Pour Canal+ à la demande il faut TOUJOURS passer par Windows.

Toujours pas compatible Mac (alors que CanalPlay, pour louer des films, ou l'offre multiécrans pour regarder les chaines de Canal+ en direct, fonctionnent parfaitement avec un Mac)


----------



## Invité (3 Mars 2013)

Ce qui m'agace le plus c'est que ça marche parfaitement avec iOs.
Je peux regarder ce que je veux sur mon iPod, mais pas sur mon Mac. C'est un peu n'imp !


----------



## r e m y (3 Mars 2013)

Invité a dit:


> Ce qui m'agace le plus c'est que ça marche parfaitement avec iOs.
> Je peux regarder ce que je veux sur mon iPod, mais pas sur mon Mac. C'est un peu n'imp !

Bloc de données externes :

//! Pass-through environment variables recorded in report metadata.
//!
//! Only variables named with the custom-env prefix are copied, with the prefix
//! removed. Windows treats variable names case-insensitively, so on that
//! platform both the prefix match and the resulting keys are upper-cased.

use std::collections::BTreeMap;

/// Prefix that marks an environment variable for inclusion in reports.
pub const DEFAULT_ENV_PREFIX: &str = "DBT_ENV_CUSTOM_ENV_";

/// Source of environment variables.
pub trait EnvironmentReader: Send + Sync {
    fn vars(&self) -> Vec<(String, String)>;

    /// Whether variable names compare without regard to case.
    fn is_case_insensitive(&self) -> bool {
        false
    }
}

/// Reads the current process environment.
#[derive(Debug, Clone, Copy, Default)]
pub struct ProcessEnvironment;

impl EnvironmentReader for ProcessEnvironment {
    fn vars(&self) -> Vec<(String, String)> {
        std::env::vars_os()
            .filter_map(|(k, v)| Some((k.into_string().ok()?, v.into_string().ok()?)))
            .collect()
    }

    fn is_case_insensitive(&self) -> bool {
        cfg!(windows)
    }
}

/// A fixed set of variables.
#[derive(Debug, Clone, Default)]
pub struct MapEnvironment {
    vars: BTreeMap<String, String>,
    case_insensitive: bool,
}

impl MapEnvironment {
    pub fn new() -> Self {
        Self::default()
    }

    pub fn with_var(mut self, key: impl Into<String>, value: impl Into<String>) -> Self {
        self.vars.insert(key.into(), value.into());
        self
    }

    /// Behave like a platform with case-insensitive variable names.
    pub fn case_insensitive(mut self, enabled: bool) -> Self {
        self.case_insensitive = enabled;
        self
    }
}

impl EnvironmentReader for MapEnvironment {
    fn vars(&self) -> Vec<(String, String)> {
        self.vars
            .iter()
            .map(|(k, v)| (k.clone(), v.clone()))
            .collect()
    }

    fn is_case_insensitive(&self) -> bool {
        self.case_insensitive
    }
}

/// Collects the pass-through variables from `reader`, stripped of `prefix`.
pub fn custom_env(reader: &dyn EnvironmentReader, prefix: &str) -> BTreeMap<String, String> {
    let case_insensitive = reader.is_case_insensitive();
    let prefix = if case_insensitive {
        prefix.to_uppercase()
    } else {
        prefix.to_string()
    };

    reader
        .vars()
        .into_iter()
        .filter_map(|(name, value)| {
            let name = if case_insensitive {
                name.to_uppercase()
            } else {
                name
            };
            let key = name.strip_prefix(prefix.as_str())?;
            (!key.is_empty()).then(|| (key.to_string(), value))
        })
        .collect()
}
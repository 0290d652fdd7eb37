//! # Term Freshness - Source Freshness Checks
//!
//! Term Freshness answers one question for every declared source table: how
//! long ago was it last loaded, and is that acceptable? Each table carries
//! `warn_after` and `error_after` thresholds; the most recent value of its
//! loaded-at column decides whether it is `pass`, `warn` or `error`. A table
//! whose query fails or finds no rows is a `runtime error`.
//!
//! ## Quick Start
//!
//! ```rust,no_run
//! use std::sync::Arc;
//! use datafusion::prelude::*;
//! use term_freshness::prelude::*;
//! use term_freshness::env::{custom_env, ProcessEnvironment, DEFAULT_ENV_PREFIX};
//!
//! # async fn example() -> std::result::Result<(), Box<dyn std::error::Error>> {
//! let project = SourcesProject::from_path("sources.json")?;
//! let plan = project.plan(&NodeSelector::all());
//!
//! let ctx = SessionContext::new();
//! project.register_tables(&ctx).await;
//!
//! let runner = FreshnessRunner::new(Arc::new(DataFusionExecutor::new(ctx))).with_threads(8);
//! let output = runner.run(plan.nodes).await?;
//!
//! let env = custom_env(&ProcessEnvironment, DEFAULT_ENV_PREFIX);
//! let report = FreshnessReport::from_run(output, "my-invocation", env);
//! ReportWriter::new().write(&report, "target/sources.json")?;
//!
//! println!("{}", report.status());
//! # Ok(())
//! # }
//! ```
//!
//! ## Criteria
//!
//! Criteria are declared on a source and inherited by its tables. A table may
//! override single fields, clear them with `null`, or switch freshness off.
//! See [`criteria::resolve`] for the merge rules.
//!
//! ## Architecture
//!
//! - **`criteria`**: thresholds, criteria and the source/table merge
//! - **`evaluator`**: turns a load timestamp and criteria into a status
//! - **`executor`**: the warehouse seam, with a DataFusion implementation
//! - **`runner`**: the concurrent worker pool
//! - **`report`**: aggregation and the versioned JSON report
//! - **`project`** and **`selector`**: the project file and node selection
//! - **`formatters`**: console output

pub mod clock;
pub mod config;
pub mod criteria;
pub mod env;
pub mod error;
pub mod evaluator;
pub mod executor;
pub mod formatters;
pub mod logging;
pub mod node;
pub mod prelude;
pub mod project;
pub mod report;
pub mod result;
pub mod runner;
pub mod selector;
//! Shared helpers for integration tests.

#![allow(dead_code)]

use arrow::array::{Int64Array, TimestampMicrosecondArray};
use arrow::datatypes::{DataType, Field, Schema, TimeUnit};
use arrow::record_batch::RecordBatch;
use async_trait::async_trait;
use chrono::{DateTime, Utc};
use datafusion::common::TableReference;
use datafusion::prelude::SessionContext;
use serde_json::{Map, Value};
use std::collections::HashMap;
use std::sync::atomic::{AtomicI64, AtomicUsize, Ordering};
use std::sync::{Arc, Mutex};
use std::time::Duration;
use term_freshness::clock::{Clock, SystemClock};
use term_freshness::criteria::{FreshnessCriteria, FreshnessThreshold, Period};
use term_freshness::error::{FreshnessError, Result};
use term_freshness::executor::{CompiledQuery, FreshnessExecutor, FreshnessObservation};
use term_freshness::node::FreshnessNode;

/// Row ids handed out by [`SourceTable::insert`]. Shared by every table in the
/// test binary, like a warehouse sequence.
static NEXT_ROW_ID: AtomicI64 = AtomicI64::new(101);

pub fn threshold(count: u32, period: Period) -> FreshnessThreshold {
    FreshnessThreshold::new(count, period).unwrap()
}

pub fn hours(count: u32) -> FreshnessThreshold {
    threshold(count, Period::Hour)
}

pub fn criteria(
    warn: Option<FreshnessThreshold>,
    error: Option<FreshnessThreshold>,
) -> FreshnessCriteria {
    let mut criteria = FreshnessCriteria::new();
    if let Some(warn) = warn {
        criteria = criteria.with_warn_after(warn);
    }
    if let Some(error) = error {
        criteria = criteria.with_error_after(error);
    }
    criteria
}

pub fn node(table: &str, criteria: FreshnessCriteria) -> FreshnessNode {
    FreshnessNode::new(format!("source.test.test_source.{table}"), "test_source", table, criteria)
        .with_loaded_at_field("updated_at")
}

/// An in-memory source table with an `id` and an `updated_at` column.
pub struct SourceTable {
    name: String,
    rows: Vec<(i64, DateTime<Utc>)>,
}

impl SourceTable {
    pub fn new(name: &str) -> Self {
        Self {
            name: name.to_string(),
            rows: Vec::new(),
        }
    }

    /// Appends a row loaded at `loaded_at` and returns its id.
    pub fn insert(&mut self, loaded_at: DateTime<Utc>) -> i64 {
        let id = NEXT_ROW_ID.fetch_add(1, Ordering::SeqCst);
        // Stored at microsecond precision, like the column.
        let loaded_at = DateTime::from_timestamp_micros(loaded_at.timestamp_micros()).unwrap();
        self.rows.push((id, loaded_at));
        id
    }

    /// The most recent load time inserted so far.
    pub fn last_inserted(&self) -> Option<DateTime<Utc>> {
        self.rows.iter().map(|(_, ts)| *ts).max()
    }

    /// Registers the current rows with `ctx`, replacing any earlier version.
    pub fn register(&self, ctx: &SessionContext) {
        let schema = Arc::new(Schema::new(vec![
            Field::new("id", DataType::Int64, false),
            Field::new(
                "updated_at",
                DataType::Timestamp(TimeUnit::Microsecond, None),
                false,
            ),
        ]));
        let ids = Int64Array::from(self.rows.iter().map(|(id, _)| *id).collect::<Vec<_>>());
        let loaded = TimestampMicrosecondArray::from(
            self.rows
                .iter()
                .map(|(_, ts)| ts.timestamp_micros())
                .collect::<Vec<_>>(),
        );
        let batch = RecordBatch::try_new(schema, vec![Arc::new(ids), Arc::new(loaded)]).unwrap();

        let _ = ctx.deregister_table(TableReference::bare(self.name.as_str()));
        ctx.register_batch(self.name.as_str(), batch).unwrap();
    }
}

/// What [`MockExecutor`] reports for a node.
#[derive(Debug, Clone)]
pub enum Outcome {
    Loaded(Option<DateTime<Utc>>),
    Fail(String),
    Panic(String),
}

/// Canned executor keyed by unique id. Tracks how many nodes run at once.
pub struct MockExecutor {
    clock: Arc<dyn Clock>,
    outcomes: HashMap<String, Outcome>,
    responses: HashMap<String, Map<String, Value>>,
    delays: HashMap<String, Duration>,
    in_flight: AtomicUsize,
    peak: AtomicUsize,
    started: Mutex<Vec<String>>,
}

impl Default for MockExecutor {
    fn default() -> Self {
        Self {
            clock: Arc::new(SystemClock),
            outcomes: HashMap::new(),
            responses: HashMap::new(),
            delays: HashMap::new(),
            in_flight: AtomicUsize::new(0),
            peak: AtomicUsize::new(0),
            started: Mutex::new(Vec::new()),
        }
    }
}

impl MockExecutor {
    pub fn new() -> Self {
        Self::default()
    }

    /// Stamps `snapshotted_at` from `clock`.
    pub fn with_clock(mut self, clock: Arc<dyn Clock>) -> Self {
        self.clock = clock;
        self
    }

    pub fn with_response(mut self, unique_id: &str, response: Map<String, Value>) -> Self {
        self.responses.insert(unique_id.to_string(), response);
        self
    }

    pub fn with_outcome(mut self, unique_id: &str, outcome: Outcome) -> Self {
        self.outcomes.insert(unique_id.to_string(), outcome);
        self
    }

    pub fn with_delay(mut self, unique_id: &str, delay: Duration) -> Self {
        self.delays.insert(unique_id.to_string(), delay);
        self
    }

    /// Highest number of concurrent `execute` calls seen.
    pub fn peak_concurrency(&self) -> usize {
        self.peak.load(Ordering::SeqCst)
    }

    /// Unique ids in the order their execution started.
    pub fn started(&self) -> Vec<String> {
        self.started.lock().unwrap().clone()
    }
}

#[async_trait]
impl FreshnessExecutor for MockExecutor {
    fn name(&self) -> &str {
        "mock"
    }

    async fn compile(&self, node: &FreshnessNode) -> Result<CompiledQuery> {
        Ok(CompiledQuery::new(format!(
            "select max({}) from {}",
            node.loaded_at_field(),
            node.relation()
        )))
    }

    async fn execute(
        &self,
        node: &FreshnessNode,
        _query: &CompiledQuery,
    ) -> Result<FreshnessObservation> {
        self.started.lock().unwrap().push(node.unique_id().to_string());
        let running = self.in_flight.fetch_add(1, Ordering::SeqCst) + 1;
        self.peak.fetch_max(running, Ordering::SeqCst);

        if let Some(delay) = self.delays.get(node.unique_id()) {
            tokio::time::sleep(*delay).await;
        }
        self.in_flight.fetch_sub(1, Ordering::SeqCst);

        let now = self.clock.now();
        let observation = match self.outcomes.get(node.unique_id()) {
            Some(Outcome::Loaded(loaded_at)) => FreshnessObservation::new(*loaded_at, now),
            Some(Outcome::Fail(message)) => {
                return Err(FreshnessError::query(node.unique_id(), message))
            }
            Some(Outcome::Panic(message)) => panic!("{message}"),
            None => FreshnessObservation::new(Some(now), now),
        };
        let response = self.responses.get(node.unique_id()).cloned().unwrap_or_default();
        Ok(observation.with_adapter_response(response))
    }
}
//! Concurrent evaluation of freshness nodes.
//!
//! The runner starts a fixed pool of workers, each named `Thread-<n>`. Workers
//! pull nodes from a shared queue, run the compile and execute phases against
//! the executor, evaluate the observation and send the result to a single
//! collector. Results are returned in input order no matter which worker
//! finished first.
//!
//! ```text
//!            ┌────────────┐
//! nodes ───▶ │ NodeQueue  │ ──▶ Thread-1 ─┐
//!            │ (VecDeque) │ ──▶ Thread-2 ─┼──▶ mpsc ──▶ collector ──▶ RunOutput
//!            └────────────┘ ──▶ Thread-n ─┘
//! ```
//!
//! A shutdown signal stops workers from taking new nodes. Nodes already in
//! flight finish, the partial results are dropped and the run fails with
//! [`FreshnessError::Cancelled`].

use chrono::{DateTime, Utc};
use futures::FutureExt;
use serde_json::Map;
use std::any::Any;
use std::collections::{HashSet, VecDeque};
use std::panic::AssertUnwindSafe;
use std::sync::Arc;
use std::time::Instant;
use tokio::sync::{mpsc, watch, Mutex};
use tokio::task::JoinSet;
use tracing::{debug, info, instrument, warn};

use crate::clock::{Clock, SystemClock};
use crate::config::{FreshnessConfig, DEFAULT_THREADS};
use crate::error::{FreshnessError, Result};
use crate::evaluator::{evaluate, FreshnessStatus};
use crate::executor::{FreshnessExecutor, FreshnessObservation};
use crate::logging::{truncate_field, LogConfig};
use crate::node::FreshnessNode;
use crate::{log_node, log_query};

pub use crate::result::{FreshnessResult, TimingInfo};

/// Everything a finished run produced.
#[derive(Debug, Clone)]
pub struct RunOutput {
    /// One result per input node, in input order
    pub results: Vec<FreshnessResult>,
    /// When the runner started
    pub started_at: DateTime<Utc>,
    /// Seconds from start until the last result was collected
    pub elapsed_time: f64,
}

/// Evaluates freshness nodes with a bounded worker pool.
///
/// # Example
///
/// ```rust,ignore
/// use std::sync::Arc;
/// use term_freshness::executor::DataFusionExecutor;
/// use term_freshness::runner::FreshnessRunner;
///
/// let runner = FreshnessRunner::new(Arc::new(DataFusionExecutor::new(ctx))).with_threads(8);
/// let output = runner.run(plan.nodes).await?;
/// println!("{} nodes in {:.2}s", output.results.len(), output.elapsed_time);
/// ```
#[derive(Clone)]
pub struct FreshnessRunner {
    executor: Arc<dyn FreshnessExecutor>,
    clock: Arc<dyn Clock>,
    threads: usize,
    log_config: LogConfig,
    shutdown: Option<watch::Receiver<bool>>,
}

impl FreshnessRunner {
    pub fn new(executor: Arc<dyn FreshnessExecutor>) -> Self {
        Self {
            executor,
            clock: Arc::new(SystemClock),
            threads: DEFAULT_THREADS,
            log_config: LogConfig::default(),
            shutdown: None,
        }
    }

    /// Creates a runner using the thread count from `config`.
    pub fn from_config(
        executor: Arc<dyn FreshnessExecutor>,
        config: &FreshnessConfig,
    ) -> Result<Self> {
        config.validate()?;
        Ok(Self::new(executor).with_threads(config.threads()))
    }

    /// Set the maximum number of nodes evaluated at once.
    pub fn with_threads(mut self, threads: usize) -> Self {
        self.threads = threads;
        self
    }

    /// Set the clock used for timing and evaluation.
    pub fn with_clock(mut self, clock: Arc<dyn Clock>) -> Self {
        self.clock = clock;
        self
    }

    pub fn with_log_config(mut self, log_config: LogConfig) -> Self {
        self.log_config = log_config;
        self
    }

    /// Stop taking new nodes once `shutdown` becomes `true`.
    pub fn with_shutdown(mut self, shutdown: watch::Receiver<bool>) -> Self {
        self.shutdown = Some(shutdown);
        self
    }

    pub fn threads(&self) -> usize {
        self.threads
    }

    /// Evaluates every node and returns the results in input order.
    ///
    /// Per-node failures, including an executor that panics, become
    /// `runtime error` results. The run itself only fails on invalid
    /// settings, duplicate node ids, cancellation, or a worker that died.
    #[instrument(
        skip(self, nodes),
        fields(node_count = nodes.len(), threads = self.threads, executor = self.executor.name())
    )]
    pub async fn run(&self, nodes: Vec<FreshnessNode>) -> Result<RunOutput> {
        if self.threads == 0 {
            return Err(FreshnessError::Configuration(
                "threads must be at least 1".to_string(),
            ));
        }
        ensure_unique_ids(&nodes)?;

        let started_at = self.clock.now();
        let start = Instant::now();
        let total = nodes.len();

        if total == 0 {
            info!("No freshness nodes selected");
            return Ok(RunOutput {
                results: Vec::new(),
                started_at,
                elapsed_time: start.elapsed().as_secs_f64(),
            });
        }

        let worker_count = self.threads.min(total);
        info!(
            "Running freshness checks on {} sources with {} threads",
            total, worker_count
        );

        let queue = NodeQueue::new(nodes);
        let (results_tx, mut results_rx) = mpsc::unbounded_channel();
        let mut workers = JoinSet::new();

        for n in 1..=worker_count {
            let worker = Worker {
                thread_id: format!("Thread-{n}"),
                queue: queue.clone(),
                executor: Arc::clone(&self.executor),
                clock: Arc::clone(&self.clock),
                log_config: self.log_config.clone(),
                shutdown: self.shutdown.clone(),
                results: results_tx.clone(),
                total,
            };
            workers.spawn(worker.run());
        }
        drop(results_tx);

        let mut slots: Vec<Option<FreshnessResult>> = (0..total).map(|_| None).collect();
        let mut completed = 0;
        while let Some((index, result)) = results_rx.recv().await {
            slots[index] = Some(result);
            completed += 1;
        }
        let elapsed_time = start.elapsed().as_secs_f64();

        while let Some(joined) = workers.join_next().await {
            joined.map_err(|e| FreshnessError::Internal(format!("freshness worker failed: {e}")))?;
        }

        if completed < total {
            if self.shutdown_requested() {
                warn!(completed, total, "Freshness run cancelled, discarding partial results");
                return Err(FreshnessError::Cancelled { completed, total });
            }
            return Err(FreshnessError::Internal(format!(
                "only {completed} of {total} freshness nodes reported a result"
            )));
        }

        info!(
            "Finished running {} freshness checks in {:.2}s",
            total, elapsed_time
        );

        Ok(RunOutput {
            results: slots.into_iter().flatten().collect(),
            started_at,
            elapsed_time,
        })
    }

    fn shutdown_requested(&self) -> bool {
        self.shutdown.as_ref().is_some_and(|rx| *rx.borrow())
    }
}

Tu as accès à Canal+ à la demande sur ton iPOD ???
Moi je n'y trouve que le player "multiécran" (voir Canal+ en direct) et CanalPlay (video à louer)

Canal+ à la demande (pour les films ou émissions qu'on n'a pas regardé en direct), je ne vois pas d'autres solutions que de passer par Windows


----------



## Invité (3 Mars 2013)

Ben, y'a une app : https://itunes.apple.com/fr/app/canal+-pour-iphone/id337538654?mt=8

J'ai juste oublié de préciser que c'est un iPod Touch&#8230;


----------



## r e m y (3 Mars 2013)

Exact... au temps pour moi, je n'avais pas remarqué que l'application Canal+ sur iPhone, iPAD et iPOD Touch permettait maintenant d'accéder à Canal+ à la demande
 Il n'y a donc que sur Mac que ce n'est toujours pas dispo.


----------



## Invité (3 Mars 2013)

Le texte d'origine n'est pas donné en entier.